“可是,朝廷也需要银子!”吴贵妃不会连这点儿道理都不懂。
“朝廷?与江南何干?”吴伦语气发苦,“自前明至今几百年,皇帝换了十几个、文臣武将走马灯般换了不知道多少,他们可是没怎么换过,岂会在乎朝廷?”
吴贵妃软软的坐回长榻。
“所以,河间府突然多出数千“老贼’?”她的声音有些颤抖。
“别忘了林如海和前任的潘家。”吴伦缓缓点头,“我压住林家,虽说不只是因为江南,还有其他原因,但外人不会看到这么多,他们怎么就不明白,我若是当真想要收拾林家”

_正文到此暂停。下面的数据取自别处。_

#[cfg(test)]
mod tests {
    use super::*;

    use rand::SeedableRng;

    use crate::arena::{Vertex, VertexId};
    use crate::mutation::MutationCounter;

    /// Star tree: centre `ACGTACGT` with three leaves, two of which share
    /// the substitutions G3C and G7T. The shared pair must come back as one
    /// candidate intermediate.
    fn shared_pair_arena() -> (Arena, MutationCounter) {
        let policy = crate::seq::SeqPolicy::default();
        let counter = MutationCounter::new(policy, false);
        let mut arena = Arena::new();
        let centre = arena.insert(Vertex::observed(
            "c".into(),
            VertexId::new(0),
            Sequence::new(b"ACGTACGT".to_vec()),
        ));
        let leaves: [&[u8]; 3] = [b"ACCTGCTT", b"ACCTACTG", b"ACGAACGT"];
        for (i, &seq) in leaves.iter().enumerate() {
            let slot = arena.insert(Vertex::observed(
                format!("l{i}"),
                VertexId::new(u32::try_from(i).expect("fits") + 1),
                Sequence::new(seq.to_vec()),
            ));
            let mutations = {
                let from = &arena.get(centre).expect("live").seq;
                let to = &arena.get(slot).expect("live").seq;
                counter.mutations(from, to)
            };
            arena.attach(centre, slot, mutations).expect("fresh link");
        }
        (arena, counter)
    }

    fn config_with(strategy: InferenceStrategy, filter: bool) -> SearchConfig {
        SearchConfig::builder()
            .with_inference(strategy, 4.0, 0.99, 1)
            .with_local_topology_filter(filter, 0.1)
            .build()
            .expect("valid")
    }

    #[test]
    fn shared_mutations_produce_one_intermediate() {
        let (arena, _) = shared_pair_arena();
        let config = config_with(InferenceStrategy::None, false);
        let mut state = InferenceState::new(&config);
        let mut rng = SmallRng::seed_from_u64(1);
        let outcome =
            infer(&arena, &config, &mut state, &EdgePools::new(), &mut rng).expect("tree is sound");
        assert_eq!(outcome.sequences.len(), 1);
        // Centre with A3C and G7T applied.
        assert_eq!(outcome.sequences[0].bytes(), b"ACCTACTT");
    }

    #[test]
    fn existing_sequences_are_not_reinvented() {
        let (mut arena, _) = shared_pair_arena();
        // Insert the would-be intermediate as an existing vertex.
        arena.insert(Vertex::observed(
            "dup".into(),
            VertexId::new(9),
            Sequence::new(b"ACCTACTT".to_vec()),
        ));
        let config = config_with(InferenceStrategy::None, false);
        let mut state = InferenceState::new(&config);
        let mut rng = SmallRng::seed_from_u64(1);
        let outcome =
            infer(&arena, &config, &mut state, &EdgePools::new(), &mut rng).expect("tree is sound");
        assert!(outcome.sequences.is_empty());
        assert_eq!(outcome.inferred, 1);
    }

    #[test]
    fn strategy_degrades_when_selection_stops_filtering() {
        let (arena, _) = shared_pair_arena();
        let config = SearchConfig::builder()
            .with_inference(InferenceStrategy::BigSets, 4.0, 0.5, 1)
            .with_local_topology_filter(false, 0.1)
            .build()
            .expect("valid");
        let mut state = InferenceState::new(&config);
        let mut rng = SmallRng::seed_from_u64(1);
        let _ = infer(&arena, &config, &mut state, &EdgePools::new(), &mut rng)
            .expect("tree is sound");
        // One of one candidates chosen: ratio 1.0 >= 0.5.
        assert_eq!(state.strategy(), InferenceStrategy::None);
    }

    #[test]
    fn filter_disables_itself_on_thin_rounds() {
        let (arena, _) = shared_pair_arena();
        // Threshold of 1.0: a single candidate against four vertices is thin.
        let config = SearchConfig::builder()
            .with_inference(InferenceStrategy::None, 4.0, 0.99, 1)
            .with_local_topology_filter(true, 1.0)
            .build()
            .expect("valid");
        let mut state = InferenceState::new(&config);
        let mut rng = SmallRng::seed_from_u64(1);
        let outcome =
            infer(&arena, &config, &mut state, &EdgePools::new(), &mut rng).expect("tree is sound");
        assert!(!state.filter_enabled());
        assert_eq!(outcome.sequences.len(), 1);
    }

    /// Chain `p → x → c` over four columns. Crafted candidates at `x`
    /// exercise the screen's cleanup pass directly.
    fn chain_arena() -> (Arena, usize, MutationCounter) {
        let policy = crate::seq::SeqPolicy::default();
        let counter = MutationCounter::new(policy, false);
        let mut arena = Arena::new();
        let p = arena.insert(Vertex::observed(
            "p".into(),
            VertexId::new(0),
            Sequence::new(b"AAAA".to_vec()),
        ));
        let x = arena.insert(Vertex::observed(
            "x".into(),
            VertexId::new(1),
            Sequence::new(b"AACC".to_vec()),
        ));
        let c = arena.insert(Vertex::observed(
            "c".into(),
            VertexId::new(2),
            Sequence::new(b"CCCC".to_vec()),
        ));
        let m_px = {
            let from = &arena.get(p).expect("live").seq;
            let to = &arena.get(x).expect("live").seq;
            counter.mutations(from, to)
        };
        arena.attach(p, x, m_px).expect("fresh link");
        let m_xc = {
            let from = &arena.get(x).expect("live").seq;
            let to = &arena.get(c).expect("live").seq;
            counter.mutations(from, to)
        };
        arena.attach(x, c, m_xc).expect("fresh link");
        (arena, x, counter)
    }

    fn crafted_candidate(
        arena: &Arena,
        node: usize,
        counter: &MutationCounter,
        seq: &[u8],
    ) -> (Vec<Sequence>, Vec<usize>, Vec<Candidate>) {
        let cand = Sequence::new(seq.to_vec());
        let set = counter.mutations(&arena.get(node).expect("live").seq, &cand);
        (
            vec![cand],
            vec![node],
            vec![Candidate {
                node,
                set,
                contributors: HashSet::new(),
            }],
        )
    }

    #[test]
    fn degree_two_mini_tree_candidates_are_spliced_out() {
        let (arena, x, counter) = chain_arena();
        // Mini tree is a path p–x–cand–c: the candidate sits on the tree
        // with degree two and the cleanup pass must remove it. The thin
        // round also turns the filter off, after the screening.
        let config = SearchConfig::builder()
            .with_inference(InferenceStrategy::None, 4.0, 0.99, 1)
            .with_local_topology_filter(true, 1.0)
            .build()
            .expect("valid");
        let mut state = InferenceState::new(&config);
        let (sequences, kept_nodes, chosen) = crafted_candidate(&arena, x, &counter, b"ACCC");
        let survivors = screen_round(
            &arena,
            &mut state,
            &sequences,
            &kept_nodes,
            &chosen,
            &config,
            &EdgePools::new(),
        )
        .expect("mini tree builds");
        assert_eq!(survivors, vec![false]);
        assert!(!state.filter_enabled());
    }

    #[test]
    fn junction_candidates_survive_the_screen() {
        let policy = crate::seq::SeqPolicy::default();
        let counter = MutationCounter::new(policy, false);
        let mut arena = Arena::new();
        let centre = arena.insert(Vertex::observed(
            "c".into(),
            VertexId::new(0),
            Sequence::new(b"AAAA".to_vec()),
        ));
        for (i, seq) in [b"CCGA", b"CCTA", b"CCAG"].iter().enumerate() {
            let slot = arena.insert(Vertex::observed(
                format!("l{i}"),
                VertexId::new(u32::try_from(i).expect("fits") + 1),
                Sequence::new(seq.to_vec()),
            ));
            let m = {
                let from = &arena.get(centre).expect("live").seq;
                let to = &arena.get(slot).expect("live").seq;
                counter.mutations(from, to)
            };
            arena.attach(centre, slot, m).expect("fresh link");
        }
        // `CCAA` joins every leaf one step closer than the centre does, so
        // every minimum tree keeps it as a junction of degree three or more.
        let config = config_with(InferenceStrategy::None, true);
        let (sequences, kept_nodes, chosen) = crafted_candidate(&arena, centre, &counter, b"CCAA");
        let survivors = local_topology_screen(
            &arena,
            &sequences,
            &kept_nodes,
            &chosen,
            &config,
            &EdgePools::new(),
        )
        .expect("mini tree builds");
        assert_eq!(survivors, vec![true]);
    }

    #[test]
    fn candidates_duplicating_a_neighbour_are_dropped() {
        let (arena, x, counter) = chain_arena();
        // The candidate equals the parent on the projected columns.
        let config = config_with(InferenceStrategy::None, true);
        let (sequences, kept_nodes, chosen) = crafted_candidate(&arena, x, &counter, b"AAAA");
        let survivors = local_topology_screen(
            &arena,
            &sequences,
            &kept_nodes,
            &chosen,
            &config,
            &EdgePools::new(),
        )
        .expect("mini tree builds");
        assert_eq!(survivors, vec![false]);
    }

    #[test]
    fn global_cap_limits_materialised_candidates() {
        let (arena, _) = shared_pair_arena();
        let config = SearchConfig::builder()
            .with_inference(InferenceStrategy::None, 4.0, 0.99, 1)
            .with_local_topology_filter(false, 0.1)
            .with_max_intermediates(0)
            .build()
            .expect("valid");
        let mut state = InferenceState::new(&config);
        let mut rng = SmallRng::seed_from_u64(1);
        let outcome =
            infer(&arena, &config, &mut state, &EdgePools::new(), &mut rng).expect("tree is sound");
        assert!(outcome.sequences.is_empty());
        assert_eq!(outcome.chosen, 0);
    }
}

“是吗?”吴贵妃突然打断他,“曦,人...……父亲故意的?”
“若是堂堂当朝公主、吴家的外孙女跑去别家住着都不知道,你以为我能活到现在吗?”吴伦面露毫不掩饰的傲然,“曦儿丫头天真烂漫,其实也挺好,真要有什么万一更方便。”
“父亲这么看好那个林家的小子?”吴贵妃不太放心。
“无所谓。”果然,吴伦早有预料,“不是他也有其他人,就像李家一样,不是李守中说不定还有王守中,早晚的事情,江南那些人之所以猖狂,不就是因为他们有的是底牌吗?”
吴贵妃沉吟起来。
“河间府这次呢?”良久,她终于沉下心思。
“还记得土木堡吧?”吴伦语气复杂。
“前明那位朱祁镇”
“不,我说的不是皇帝。”吴伦缓缓摇头,“当年的事情如何,百余年过去已经无从考证,但有一点是确定的,自那以后,前明朝堂上就只剩下一家,再无其他能够抗衡的力量。”
“江南?”吴贵妃吓蒙了。
“不止,但最终没能走出他们的圈子。”吴伦点点头。
“河间府与土木堡?”这不妨碍吴贵妃理解其中的意思。
“原本早该成的,被林家的小子搅和了。”吴伦轻轻一叹,“这次让他过去,其实并非老夫的意思,就像当初林如海的一条命,其实也与吴家没关系,而是宫里这副乱七八糟。”
“宫里?”吴贵妃还能不知道“二圣”?
“算了。”吴伦摇摇头,“陛下震怒,为的不只是战事。”
“父亲的意思呢?”吴贵妃不敢再问。
“事情到了这一步,我什么意思已经无关紧要。”吴伦表情严肃,“我故意用上“病假’的理由,其实也是避嫌,陛下并不是每件事都要找我商量,接下来的事情,我们只能当个看客了。”
“江南也一样?”吴贵妃意识到什么。
“他们只想着银子和路子,却忘了刀子。”吴伦面露不屑的冷笑。
“所以,林家那小子被打发过去,并非一”吴贵妃沉吟起来。
“曦儿今天也在后门院子吧?”吴伦不置可否。
“嗯!”
“若是这次林家还能回来,你别管了。”
“父亲放心,女儿明白!”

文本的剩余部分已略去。